Die Kokonuss ist ein Allroundtalent – sie schmeckt nicht nur gut, sondern ist auch ziemlich gesund! Hier gibt's drei Rezepte zum Ausprobieren
Sommer, Sonne, Strandurlaub... Wer sich danach sehnt, für den haben wir etwas. Bringt das Südsee-Feeling mit tollen Rezepten aus "Coconut Cooking" ganz einfach nach Hause.
Wusstet ihr außerdem, dass die Kokosnuss ein richtiges Allroundtalent ist? Deshalb finden sich in dem Buch, nicht nur Essens-Rezepte, sondern auch Anleitungen um beispielsweise Zahncreme oder Body-Butter selbst herzustellen.
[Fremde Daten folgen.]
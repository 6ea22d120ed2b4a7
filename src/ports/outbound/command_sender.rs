use crate::compliance::domain::ScanCommand;
use crate::shared::Result;
use async_trait::async_trait;

/// CommandSender port for the downstream command-invocation API
///
/// This is the raw remote call (SSM SendCommand) underneath the scan invoker.
#[async_trait]
pub trait CommandSender: Send + Sync {
    /// Sends the scan document to the target instance
    ///
    /// # Returns
    /// The command id assigned by the service, or `None` if the response
    /// carried none
    ///
    /// # Errors
    /// Returns an error if the remote call itself fails
    async fn send_command(&self, command: &ScanCommand) -> Result<Option<String>>;
}

#[async_trait]
impl<T: CommandSender + ?Sized> CommandSender for std::sync::Arc<T> {
    async fn send_command(&self, command: &ScanCommand) -> Result<Option<String>> {
        (**self).send_command(command).await
    }
}
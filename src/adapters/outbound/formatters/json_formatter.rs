use crate::compliance::domain::InstanceRecord;
use crate::ports::outbound::CatalogFormatter;
use crate::shared::Result;

/// JsonFormatter adapter emitting the records as a pretty-printed JSON array
pub struct JsonFormatter;

impl JsonFormatter {
    pub fn new() -> Self {
        Self
    }
}

impl Default for JsonFormatter {
    fn default() -> Self {
        Self::new()
    }
}

impl CatalogFormatter for JsonFormatter {
    fn format(&self, records: &[InstanceRecord]) -> Result<String> {
        let mut json = serde_json::to_string_pretty(records)
            .map_err(|e| anyhow::anyhow!("Failed to serialize records to JSON: {}", e))?;
        json.push('\n');
        Ok(json)
    }
}
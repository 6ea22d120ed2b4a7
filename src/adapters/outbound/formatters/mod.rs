/// Formatter adapters for the catalog output formats
mod cells;
mod json_formatter;
mod markdown_formatter;
mod table_formatter;

pub use json_formatter::JsonFormatter;
pub use markdown_formatter::MarkdownFormatter;
pub use table_formatter::TableFormatter;
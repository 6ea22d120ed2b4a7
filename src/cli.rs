use clap::{Args as ClapArgs, Parser, Subcommand};
use instance_compliance::application::dto::OutputFormat;
use instance_compliance::config::CliOverrides;
use std::path::PathBuf;

/// Track SSM-managed EC2 instances and start OpenSCAP compliance scans
#[derive(Parser, Debug)]
#[command(name = "instance-compliance")]
#[command(version)]
#[command(
    about = "Track SSM-managed EC2 instances and start OpenSCAP compliance scans",
    long_about = None
)]
pub struct Args {
    /// Path to a config file (defaults to ./instance-compliance.config.yml if present)
    #[arg(short, long, global = true, value_name = "PATH")]
    pub config: Option<PathBuf>,

    /// Path to the catalog snapshot file
    #[arg(long, global = true, value_name = "PATH")]
    pub catalog: Option<PathBuf>,

    /// AWS region (overrides config and environment)
    #[arg(long, global = true)]
    pub region: Option<String>,

    /// AWS named profile
    #[arg(long, global = true)]
    pub profile: Option<String>,

    /// Enable debug logging
    #[arg(short, long, global = true)]
    pub verbose: bool,

    #[command(subcommand)]
    pub command: Command,
}

#[derive(Subcommand, Debug)]
pub enum Command {
    /// Pull the current SSM inventory into the catalog
    Refresh,

    /// Print the catalog
    List(RenderArgs),

    /// Start a compliance scan on the selected instances
    Scan(ScanArgs),

    /// Refresh periodically and re-render the catalog on every change until Ctrl-C
    Watch(WatchArgs),

    /// List the known OS content files and benchmark profiles
    Profiles,
}

#[derive(ClapArgs, Debug, Clone)]
pub struct RenderArgs {
    /// Output format: table, json or markdown
    #[arg(short, long, default_value = "table")]
    pub format: OutputFormat,

    /// Output file path (if not specified, outputs to stdout)
    #[arg(short, long)]
    pub output: Option<PathBuf>,
}

#[derive(ClapArgs, Debug, Clone)]
pub struct WatchArgs {
    #[command(flatten)]
    pub render: RenderArgs,

    /// Seconds between inventory refreshes
    #[arg(long, default_value_t = 60, value_parser = clap::value_parser!(u64).range(1..))]
    pub interval: u64,
}

#[derive(ClapArgs, Debug, Clone)]
pub struct ScanArgs {
    /// Instance ids to scan
    #[arg(
        value_name = "INSTANCE_ID",
        required_unless_present = "all",
        conflicts_with = "all"
    )]
    pub instance_ids: Vec<String>,

    /// Scan every instance in the catalog
    #[arg(long)]
    pub all: bool,

    /// SCAP datastream file for the target OS (e.g. ssg-amzn2-ds.xml)
    #[arg(long)]
    pub os: Option<String>,

    /// XCCDF benchmark profile id
    #[arg(long)]
    pub benchmark: Option<String>,
}

impl Args {
    pub fn overrides(&self) -> CliOverrides {
        CliOverrides {
            region: self.region.clone(),
            profile: self.profile.clone(),
            catalog_path: self.catalog.clone(),
            verbose: self.verbose,
        }
    }
}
Und als ob das nicht schon genug wäre, erhaltet ihr jede Menge Wissenwertes über diese Zaubernuss.
Damit ihr schon einmal in richtige Südsee-Laune kommt, hier drei Rezepte zum Ausprobieren:
Fruity Kokos-Mango-Overnight-Oats
Für 2 Personen | Zubereitungszeit: 10 Min. | Ruhezeit: 12 Std
Zutaten:
- 1 Mango
- ½ Vanilleschote
- 200 g Kokosmilch
- 100 ml Hafermilch
- 1 Prise Zimt
- 60 g Vollkorn-Haferflocken
- 1 Kiwi
- 20 g Kokosnussfleisch (ersatzweise Kokosraspel)
- 20 g Pekannusskerne
- Die Mango mit dem Messer schälen, das Fruchtfleisch mit einem scharfen Messer vom Stein schneiden und anschließend würfeln. Die Vanilleschote aufschlitzen und das Mark herausschaben. Die Mangowürfel mit der Kokosmilch, der Hafermilch, dem Zimt, der Vanille und den Vollkorn-Haferflocken in einen Standmixer geben und fein pürieren. Über Nacht abgedeckt in den Kühlschrank stellen.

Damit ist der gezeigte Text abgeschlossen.